#### Dataset extract ####
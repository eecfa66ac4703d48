//! shipyard-cluster
//!
//! Bootstraps a K3s cluster on provisioned servers over SSH: container
//! runtime, control plane, worker join, in-cluster registry and ingress.

pub mod bootstrap;
pub mod error;
pub mod k3s;

pub use bootstrap::{BootstrapPolicy, Bootstrapper, ClusterToken, MasterNode, PrivateNetwork};
pub use error::{ClusterError, Result};
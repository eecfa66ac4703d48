//! Bootstrap protocol against a scripted host

use shipyard_cluster::{Bootstrapper, ClusterError, ClusterToken, MasterNode};
use shipyard_core::Manifests;
use shipyard_remote::memory::{Reply, ScriptedExecutor};
use tokio_util::sync::CancellationToken;

const TOKEN: &str = "K10f00d::server:5ecret5ecret";

fn fresh_master() -> ScriptedExecutor {
    let exec = ScriptedExecutor::new("203.0.113.10");
    exec.on("boot-finished", "ready");
    exec.fail_on("systemctl is-active k3s");
    exec.fail_on("systemctl is-active docker");
    exec.on("print $2", "10.0.1.5");
    exec.on("print $NF", "enp7s0");
    exec.on(
        "kubectl get nodes --no-headers",
        "myapp-master-1   Ready   control-plane,master   1m   v1.29.3+k3s1",
    );
    exec.on("items[0].metadata.name", "myapp-master-1");
    exec.on("{.status.readyReplicas}", "1");
    exec.on("{.spec.replicas}", "1");
    exec.on("node-token", TOKEN);
    exec
}

#[tokio::test(start_paused = true)]
async fn master_install_runs_in_order() {
    let manifests = Manifests::new().unwrap();
    let exec = fresh_master();
    let bootstrapper = Bootstrapper::new(&manifests, "deploy", CancellationToken::new());

    let master = bootstrapper
        .bootstrap_master(&exec, "myapp-master-1", "master")
        .await
        .unwrap();

    assert_eq!(master.private_ip, "10.0.1.5");
    assert_eq!(master.token.expose(), TOKEN);

    let docker = exec.position("apt-get install -y -qq docker.io").unwrap();
    let registries = exec.position("/etc/rancher/k3s/registries.yaml").unwrap();
    let install = exec.position("get.k3s.io").unwrap();
    let label = exec
        .position("kubectl label node myapp-master-1 shipyard.io/server-name=master")
        .unwrap();
    let registry = exec.position("name: shipyard-registry").unwrap();
    let ingress = exec.position("controller-v1.10.0").unwrap();
    assert!(docker < registries && registries < install);
    assert!(install < label && label < registry && registry < ingress);

    assert!(exec.ran("--flannel-iface=enp7s0"));
    assert!(exec.ran("s/127.0.0.1/10.0.1.5/g"));
    assert!(exec.ran("custom-http-errors"));
    assert!(exec.ran("--default-backend-service=ingress-nginx/shipyard-error-backend"));
    assert!(exec.ran("rollout status deployment/ingress-nginx-controller"));
}

#[tokio::test(start_paused = true)]
async fn running_master_skips_install() {
    let manifests = Manifests::new().unwrap();
    let exec = fresh_master();
    exec.on("systemctl is-active k3s", "active");

    let master = Bootstrapper::new(&manifests, "deploy", CancellationToken::new())
        .bootstrap_master(&exec, "myapp-master-1", "master")
        .await
        .unwrap();

    assert_eq!(master.token.expose(), TOKEN);
    assert!(!exec.ran("get.k3s.io"));
    assert!(!exec.ran("docker.io"));
}

#[tokio::test(start_paused = true)]
async fn error_backend_patch_is_not_repeated() {
    let manifests = Manifests::new().unwrap();
    let exec = fresh_master();
    exec.on(
        "containers[0].args",
        "[\"/nginx-ingress-controller\",\"--default-backend-service=ingress-nginx/shipyard-error-backend\"]",
    );

    Bootstrapper::new(&manifests, "deploy", CancellationToken::new())
        .bootstrap_master(&exec, "myapp-master-1", "master")
        .await
        .unwrap();

    assert!(!exec.ran("--type=json"));
}

#[tokio::test(start_paused = true)]
async fn empty_token_is_fatal() {
    let manifests = Manifests::new().unwrap();
    let exec = fresh_master();
    exec.on("systemctl is-active k3s", "active");
    exec.on("node-token", "\n");

    let err = Bootstrapper::new(&manifests, "deploy", CancellationToken::new())
        .bootstrap_master(&exec, "myapp-master-1", "master")
        .await
        .unwrap_err();
    assert!(matches!(err, ClusterError::EmptyToken));
}

#[tokio::test(start_paused = true)]
async fn cloud_init_timeout() {
    let manifests = Manifests::new().unwrap();
    let exec = ScriptedExecutor::new("203.0.113.10");
    exec.on_sequence("boot-finished", vec![Reply::Unreachable]);

    let err = Bootstrapper::new(&manifests, "deploy", CancellationToken::new())
        .wait_for_cloud_init(&exec)
        .await
        .unwrap_err();

    match err {
        ClusterError::CloudInitTimeout { host, attempts } => {
            assert_eq!(host, "203.0.113.10");
            assert_eq!(attempts, 60);
        }
        other => panic!("expected cloud-init timeout, got {other:?}"),
    }
    assert_eq!(exec.count("boot-finished"), 60);
}

#[tokio::test(start_paused = true)]
async fn node_never_ready() {
    let manifests = Manifests::new().unwrap();
    let exec = fresh_master();
    exec.on(
        "kubectl get nodes --no-headers",
        "myapp-master-1   NotReady   control-plane,master   1m   v1.29.3+k3s1",
    );

    let err = Bootstrapper::new(&manifests, "deploy", CancellationToken::new())
        .bootstrap_master(&exec, "myapp-master-1", "master")
        .await
        .unwrap_err();
    assert!(matches!(err, ClusterError::NotReady { ref component, .. } if component == "k3s node"));
}

#[tokio::test(start_paused = true)]
async fn missing_private_ip() {
    let manifests = Manifests::new().unwrap();
    let exec = fresh_master();
    exec.on("print $2", "");

    let err = Bootstrapper::new(&manifests, "deploy", CancellationToken::new())
        .bootstrap_master(&exec, "myapp-master-1", "master")
        .await
        .unwrap_err();
    assert!(matches!(err, ClusterError::MissingPrivateIp { .. }));
}

#[tokio::test(start_paused = true)]
async fn worker_joins_with_master_token() {
    let manifests = Manifests::new().unwrap();
    let worker = ScriptedExecutor::new("203.0.113.11");
    worker.on("boot-finished", "ready");
    worker.fail_on("systemctl is-active k3s-agent");
    worker.on("print $2", "10.0.1.6");
    worker.on("print $NF", "enp7s0");

    let master = MasterNode {
        name: "myapp-master-1".into(),
        private_ip: "10.0.1.5".into(),
        token: ClusterToken::new(TOKEN).unwrap(),
    };

    Bootstrapper::new(&manifests, "deploy", CancellationToken::new())
        .bootstrap_worker(&worker, "myapp-workers-1", &master)
        .await
        .unwrap();

    assert!(worker.ran("K3S_URL='https://10.0.1.5:6443'"));
    assert!(worker.ran(&format!("K3S_TOKEN='{}'", TOKEN)));
    assert!(worker.ran("--node-name=myapp-workers-1"));
}

#[tokio::test(start_paused = true)]
async fn worker_join_is_labeled_from_master() {
    let manifests = Manifests::new().unwrap();
    let master = ScriptedExecutor::new("203.0.113.10");
    master.on_sequence(
        "kubectl get nodes -o name",
        vec![
            Reply::ok("node/myapp-master-1"),
            Reply::ok("node/myapp-master-1\nnode/myapp-workers-1"),
        ],
    );

    let joined = Bootstrapper::new(&manifests, "deploy", CancellationToken::new())
        .await_worker_join(&master, "myapp-workers-1", "workers")
        .await
        .unwrap();

    assert!(joined);
    assert!(master.ran("kubectl label node myapp-workers-1 shipyard.io/server-name=workers"));
}

#[tokio::test(start_paused = true)]
async fn worker_that_never_joins_is_skipped() {
    let manifests = Manifests::new().unwrap();
    let master = ScriptedExecutor::new("203.0.113.10");
    master.on("kubectl get nodes -o name", "node/myapp-master-1");

    let joined = Bootstrapper::new(&manifests, "deploy", CancellationToken::new())
        .await_worker_join(&master, "myapp-workers-1", "workers")
        .await
        .unwrap();

    assert!(!joined);
    assert!(!master.ran("kubectl label node"));
}

#[tokio::test]
async fn cancellation_stops_polling() {
    let manifests = Manifests::new().unwrap();
    let exec = ScriptedExecutor::new("203.0.113.10");
    let cancel = CancellationToken::new();
    cancel.cancel();

    let err = Bootstrapper::new(&manifests, "deploy", cancel)
        .wait_for_cloud_init(&exec)
        .await
        .unwrap_err();
    assert!(err.is_cancelled());
    assert!(exec.commands().is_empty());
}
####
▶ Problem details:
Each line of the entries where the string "plane" occurs should be shown.

▶ Solved problem:
//! runtime, control plane, worker join, in-cluster registry and ingress.
        "myapp-master-1   Ready   control-plane,master   1m   v1.29.3+k3s1",
        "myapp-master-1   NotReady   control-plane,master   1m   v1.29.3+k3s1",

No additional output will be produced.